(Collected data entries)
○ ○ ○ ○ ○

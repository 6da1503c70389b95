//! # Document Query Surface
//!
//! Snapshot/query value types shared by every [`DocumentStore`] plus the fluent
//! `collection(name).doc(id)` / `order_by(..).limit(..)` wrapper used by the
//! domain layer.
//!
//! ```ignore
//! let db = Database::new(store);
//! db.collection("orders").doc("o1").set(record, SetOptions::default()).await?;
//! let top = db.collection("orders")
//!     .order_by("quantity", SortDirection::Desc)
//!     .limit(1)
//!     .get()
//!     .await?;
//! ```

use serde::de::DeserializeOwned;
use serde::Serialize;
use serde_json::Value;
use shared::SortDirection;
use std::fmt;
use std::sync::Arc;

use super::traits::{DocumentStore, Record, StorageError};

/// Options for `set`
#[derive(Debug, Clone, Copy, Default, PartialEq, Eq)]
pub struct SetOptions {
    /// Shallow-merge onto existing fields instead of replacing the document
    pub merge: bool,
}

impl SetOptions {
    pub fn merge() -> Self {
        Self { merge: true }
    }
}

/// Result of reading a single document
#[derive(Debug, Clone, PartialEq)]
pub struct DocumentSnapshot {
    pub id: String,
    pub exists: bool,
    data: Record,
}

impl DocumentSnapshot {
    pub fn found(id: impl Into<String>, data: Record) -> Self {
        Self { id: id.into(), exists: true, data }
    }

    pub fn missing(id: impl Into<String>) -> Self {
        Self { id: id.into(), exists: false, data: Record::new() }
    }

    /// Document fields; empty when the document does not exist
    pub fn data(&self) -> &Record {
        &self.data
    }

    pub fn into_data(self) -> Record {
        self.data
    }

    /// Deserialize the document into an application record type
    pub fn data_as<T: DeserializeOwned>(&self) -> Result<Option<T>, StorageError> {
        if !self.exists {
            return Ok(None);
        }
        let value = Value::Object(self.data.clone());
        Ok(Some(serde_json::from_value(value)?))
    }
}

/// Result of a query: documents in presentation order
#[derive(Debug, Clone, Default, PartialEq)]
pub struct QuerySnapshot {
    pub docs: Vec<DocumentSnapshot>,
}

impl QuerySnapshot {
    pub fn from_records(records: Vec<Record>) -> Self {
        let docs = records
            .into_iter()
            .map(|record| {
                let id = record
                    .get("id")
                    .and_then(|v| v.as_str())
                    .unwrap_or_default()
                    .to_string();
                DocumentSnapshot::found(id, record)
            })
            .collect();
        Self { docs }
    }

    pub fn size(&self) -> usize {
        self.docs.len()
    }

    pub fn is_empty(&self) -> bool {
        self.docs.is_empty()
    }

    pub fn records(&self) -> Vec<Record> {
        self.docs.iter().map(|d| d.data().clone()).collect()
    }

    pub fn into_records(self) -> Vec<Record> {
        self.docs.into_iter().map(DocumentSnapshot::into_data).collect()
    }

    /// Deserialize every document, failing on the first one that does not fit `T`
    pub fn data_as<T: DeserializeOwned>(&self) -> Result<Vec<T>, StorageError> {
        self.docs
            .iter()
            .map(|d| serde_json::from_value(Value::Object(d.data().clone())).map_err(StorageError::from))
            .collect()
    }
}

/// Description of a collection query
#[derive(Debug, Clone, PartialEq, Eq)]
pub struct Query {
    pub collection: String,
    pub order_by: Option<(String, SortDirection)>,
    pub limit: Option<usize>,
}

impl Query {
    pub fn new(collection: impl Into<String>) -> Self {
        Self { collection: collection.into(), order_by: None, limit: None }
    }
}

/// Callback invoked with query results
pub type SnapshotCallback = Arc<dyn Fn(QuerySnapshot) + Send + Sync>;

/// Handle returned by `on_snapshot`; call [`remove`](Self::remove) to unsubscribe
pub struct ListenerRegistration {
    unsubscribe: Option<Box<dyn FnOnce() + Send>>,
}

impl ListenerRegistration {
    pub fn new(unsubscribe: impl FnOnce() + Send + 'static) -> Self {
        Self { unsubscribe: Some(Box::new(unsubscribe)) }
    }

    /// A registration with nothing to clean up
    pub fn noop() -> Self {
        Self { unsubscribe: None }
    }

    pub fn remove(mut self) {
        if let Some(unsubscribe) = self.unsubscribe.take() {
            unsubscribe();
        }
    }
}

impl fmt::Debug for ListenerRegistration {
    fn fmt(&self, f: &mut fmt::Formatter<'_>) -> fmt::Result {
        f.debug_struct("ListenerRegistration")
            .field("active", &self.unsubscribe.is_some())
            .finish()
    }
}

/// Entry point for the fluent document API over any [`DocumentStore`]
#[derive(Clone)]
pub struct Database {
    store: Arc<dyn DocumentStore>,
}

impl Database {
    pub fn new(store: Arc<dyn DocumentStore>) -> Self {
        Self { store }
    }

    pub fn store(&self) -> &Arc<dyn DocumentStore> {
        &self.store
    }

    pub fn collection(&self, name: impl Into<String>) -> CollectionRef {
        CollectionRef { store: self.store.clone(), name: name.into() }
    }
}

#[derive(Clone)]
pub struct CollectionRef {
    store: Arc<dyn DocumentStore>,
    name: String,
}

impl CollectionRef {
    pub fn name(&self) -> &str {
        &self.name
    }

    pub fn doc(&self, id: impl Into<String>) -> DocumentRef {
        DocumentRef { store: self.store.clone(), collection: self.name.clone(), id: id.into() }
    }

    /// Reference to a new document under a generated id
    pub fn doc_auto(&self) -> DocumentRef {
        self.doc(uuid::Uuid::new_v4().to_string())
    }

    /// Write `data` under a generated id (or `data.id` when present) and return the id
    pub async fn add(&self, data: Record) -> Result<String, StorageError> {
        let doc = match data.get("id").and_then(|v| v.as_str()) {
            Some(id) if !id.is_empty() => self.doc(id),
            _ => self.doc_auto(),
        };
        doc.set(data, SetOptions::default()).await?;
        Ok(doc.id)
    }

    /// Swap the whole collection for `records` in a single write
    pub async fn replace(&self, records: Vec<Record>) -> Result<(), StorageError> {
        self.store.replace_collection(&self.name, records).await
    }

    pub fn order_by(&self, field: impl Into<String>, direction: SortDirection) -> QueryRef {
        self.query().order_by(field, direction)
    }

    pub fn limit(&self, n: usize) -> QueryRef {
        self.query().limit(n)
    }

    pub async fn get(&self) -> Result<QuerySnapshot, StorageError> {
        self.query().get().await
    }

    pub async fn on_snapshot(
        &self,
        callback: impl Fn(QuerySnapshot) + Send + Sync + 'static,
    ) -> Result<ListenerRegistration, StorageError> {
        self.query().on_snapshot(callback).await
    }

    fn query(&self) -> QueryRef {
        QueryRef { store: self.store.clone(), query: Query::new(self.name.clone()) }
    }
}

#[derive(Clone)]
pub struct DocumentRef {
    store: Arc<dyn DocumentStore>,
    collection: String,
    id: String,
}

impl DocumentRef {
    pub fn id(&self) -> &str {
        &self.id
    }

    pub async fn get(&self) -> Result<DocumentSnapshot, StorageError> {
        self.store.get_document(&self.collection, &self.id).await
    }

    pub async fn set(&self, data: Record, options: SetOptions) -> Result<(), StorageError> {
        self.store.set_document(&self.collection, &self.id, data, options).await
    }

    /// Serialize a typed record and write it
    pub async fn set_typed<T: Serialize>(&self, value: &T, options: SetOptions) -> Result<(), StorageError> {
        match serde_json::to_value(value)? {
            Value::Object(map) => self.set(map, options).await,
            other => Err(StorageError::InvalidArgument(format!(
                "documents must serialize to a JSON object, got {}",
                json_type_name(&other)
            ))),
        }
    }

    pub async fn delete(&self) -> Result<bool, StorageError> {
        self.store.delete_document(&self.collection, &self.id).await
    }
}

#[derive(Clone)]
pub struct QueryRef {
    store: Arc<dyn DocumentStore>,
    query: Query,
}

impl QueryRef {
    pub fn order_by(mut self, field: impl Into<String>, direction: SortDirection) -> Self {
        self.query.order_by = Some((field.into(), direction));
        self
    }

    pub fn limit(mut self, n: usize) -> Self {
        self.query.limit = Some(n);
        self
    }

    pub fn query(&self) -> &Query {
        &self.query
    }

    pub async fn get(&self) -> Result<QuerySnapshot, StorageError> {
        self.store.run_query(&self.query).await
    }

    pub async fn on_snapshot(
        &self,
        callback: impl Fn(QuerySnapshot) + Send + Sync + 'static,
    ) -> Result<ListenerRegistration, StorageError> {
        self.store.on_snapshot(&self.query, Arc::new(callback)).await
    }
}

pub(crate) fn json_type_name(value: &Value) -> &'static str {
    match value {
        Value::Null => "null",
        Value::Bool(_) => "boolean",
        Value::Number(_) => "number",
        Value::String(_) => "string",
        Value::Array(_) => "array",
        Value::Object(_) => "object",
    }
}

#[cfg(test)]
mod tests {
    use super::*;
    use serde_json::json;

    #[test]
    fn test_missing_snapshot_has_empty_data() {
        let snapshot = DocumentSnapshot::missing("nope");
        assert!(!snapshot.exists);
        assert!(snapshot.data().is_empty());
        let typed: Option<shared::Order> = snapshot.data_as().unwrap();
        assert!(typed.is_none());
    }

    #[test]
    fn test_query_snapshot_reads_ids_from_records() {
        let records = vec![
            json!({"id": "a", "n": 1}).as_object().unwrap().clone(),
            json!({"id": "b", "n": 2}).as_object().unwrap().clone(),
        ];
        let snapshot = QuerySnapshot::from_records(records);
        assert_eq!(snapshot.size(), 2);
        assert_eq!(snapshot.docs[0].id, "a");
        assert_eq!(snapshot.docs[1].id, "b");
    }

    #[test]
    fn test_listener_registration_runs_unsubscribe_once() {
        use std::sync::atomic::{AtomicUsize, Ordering};
        let calls = Arc::new(AtomicUsize::new(0));
        let counter = calls.clone();
        let registration = ListenerRegistration::new(move || {
            counter.fetch_add(1, Ordering::SeqCst);
        });
        registration.remove();
        assert_eq!(calls.load(Ordering::SeqCst), 1);

        ListenerRegistration::noop().remove();
    }
}
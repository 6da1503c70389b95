//! Key/value stores backing the "localStorage" surface.

pub mod file;
pub mod memory;

pub use file::FileStorage;
pub use memory::MemoryStorage;

use crate::backend::storage::traits::StorageError;

fn quota_check(key: &str, needed: usize, used: usize, quota: usize) -> Result<(), StorageError> {
    let available = quota.saturating_sub(used);
    if needed > available {
        return Err(StorageError::QuotaExceeded {
            key: key.to_string(),
            needed,
            available,
        });
    }
    Ok(())
}
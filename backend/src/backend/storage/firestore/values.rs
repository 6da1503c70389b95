//! Conversion between plain JSON and Firestore's typed value encoding
//! (`{"stringValue": "x"}`, `{"integerValue": "3"}`, ...).

use serde_json::{json, Map, Number, Value};

use crate::backend::storage::traits::Record;

/// Encode a plain JSON value as a Firestore `Value`
pub fn encode_value(value: &Value) -> Value {
    match value {
        Value::Null => json!({ "nullValue": null }),
        Value::Bool(b) => json!({ "booleanValue": b }),
        Value::Number(n) => {
            if let Some(i) = n.as_i64() {
                json!({ "integerValue": i.to_string() })
            } else {
                json!({ "doubleValue": n.as_f64().unwrap_or(0.0) })
            }
        }
        Value::String(s) => json!({ "stringValue": s }),
        Value::Array(items) => {
            let values: Vec<Value> = items.iter().map(encode_value).collect();
            json!({ "arrayValue": { "values": values } })
        }
        Value::Object(map) => json!({ "mapValue": { "fields": encode_fields(map) } }),
    }
}

/// Encode a record as a Firestore `fields` map
pub fn encode_fields(record: &Record) -> Value {
    let fields: Map<String, Value> = record
        .iter()
        .map(|(name, value)| (name.clone(), encode_value(value)))
        .collect();
    Value::Object(fields)
}

/// Decode a Firestore `Value` into plain JSON; unknown encodings become null
pub fn decode_value(value: &Value) -> Value {
    let Some(map) = value.as_object() else {
        return Value::Null;
    };
    let Some((kind, inner)) = map.iter().next() else {
        return Value::Null;
    };

    match kind.as_str() {
        "nullValue" => Value::Null,
        "booleanValue" => Value::Bool(inner.as_bool().unwrap_or(false)),
        "integerValue" => match inner {
            Value::String(s) => s.parse::<i64>().map(Value::from).unwrap_or(Value::Null),
            Value::Number(n) => Value::Number(n.clone()),
            _ => Value::Null,
        },
        "doubleValue" => match inner {
            Value::Number(n) => Value::Number(n.clone()),
            Value::String(s) => s
                .parse::<f64>()
                .ok()
                .and_then(Number::from_f64)
                .map(Value::Number)
                .unwrap_or(Value::Null),
            _ => Value::Null,
        },
        "stringValue" | "timestampValue" | "referenceValue" | "bytesValue" | "geoPointValue" => inner.clone(),
        "arrayValue" => Value::Array(
            inner
                .get("values")
                .and_then(|v| v.as_array())
                .map(|items| items.iter().map(decode_value).collect())
                .unwrap_or_default(),
        ),
        "mapValue" => Value::Object(
            inner
                .get("fields")
                .map(decode_fields)
                .unwrap_or_default(),
        ),
        _ => Value::Null,
    }
}

/// Decode a Firestore `fields` map into a record
pub fn decode_fields(fields: &Value) -> Record {
    fields
        .as_object()
        .map(|map| {
            map.iter()
                .map(|(name, value)| (name.clone(), decode_value(value)))
                .collect()
        })
        .unwrap_or_default()
}

/// Quote a top-level field name for use in a field path when needed
pub fn field_path(name: &str) -> String {
    let simple = name
        .chars()
        .enumerate()
        .all(|(i, c)| c == '_' || c.is_ascii_alphabetic() || (i > 0 && c.is_ascii_digit()));
    if simple && !name.is_empty() {
        name.to_string()
    } else {
        format!("`{}`", name.replace('\\', "\\\\").replace('`', "\\`"))
    }
}

#[cfg(test)]
mod tests {
    use super::*;

    #[test]
    fn test_encode_scalar_values() {
        assert_eq!(encode_value(&json!(3)), json!({"integerValue": "3"}));
        assert_eq!(encode_value(&json!(2.5)), json!({"doubleValue": 2.5}));
        assert_eq!(encode_value(&json!("Alice")), json!({"stringValue": "Alice"}));
        assert_eq!(encode_value(&json!(true)), json!({"booleanValue": true}));
        assert_eq!(encode_value(&json!(null)), json!({"nullValue": null}));
    }

    #[test]
    fn test_encode_nested_values() {
        let encoded = encode_value(&json!({"sizes": ["M", "L"], "team": {"name": "Owls"}}));
        assert_eq!(
            encoded,
            json!({"mapValue": {"fields": {
                "sizes": {"arrayValue": {"values": [{"stringValue": "M"}, {"stringValue": "L"}]}},
                "team": {"mapValue": {"fields": {"name": {"stringValue": "Owls"}}}}
            }}})
        );
    }

    #[test]
    fn test_decode_firestore_document_fields() {
        let fields = json!({
            "customerName": {"stringValue": "Alice"},
            "quantity": {"integerValue": "3"},
            "unitPrice": {"doubleValue": 24.5},
            "createdAt": {"timestampValue": "2024-01-01T00:00:00Z"},
            "tags": {"arrayValue": {}},
            "meta": {"mapValue": {}},
            "weird": {"somethingNew": 1}
        });
        let record = decode_fields(&fields);

        assert_eq!(record.get("customerName"), Some(&json!("Alice")));
        assert_eq!(record.get("quantity"), Some(&json!(3)));
        assert_eq!(record.get("unitPrice"), Some(&json!(24.5)));
        assert_eq!(record.get("createdAt"), Some(&json!("2024-01-01T00:00:00Z")));
        assert_eq!(record.get("tags"), Some(&json!([])));
        assert_eq!(record.get("meta"), Some(&json!({})));
        assert_eq!(record.get("weird"), Some(&Value::Null));
    }

    #[test]
    fn test_field_path_quoting() {
        assert_eq!(field_path("customerName"), "customerName");
        assert_eq!(field_path("_private"), "_private");
        assert_eq!(field_path("1st"), "`1st`");
        assert_eq!(field_path("team-name"), "`team-name`");
    }
}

○ ○ ○ ○ ○

## What to produce
Of the records above, copy each line that includes "generated".

## Response to the exercise
    /// Reference to a new document under a generated id
    /// Write `data` under a generated id (or `data.id` when present) and return the id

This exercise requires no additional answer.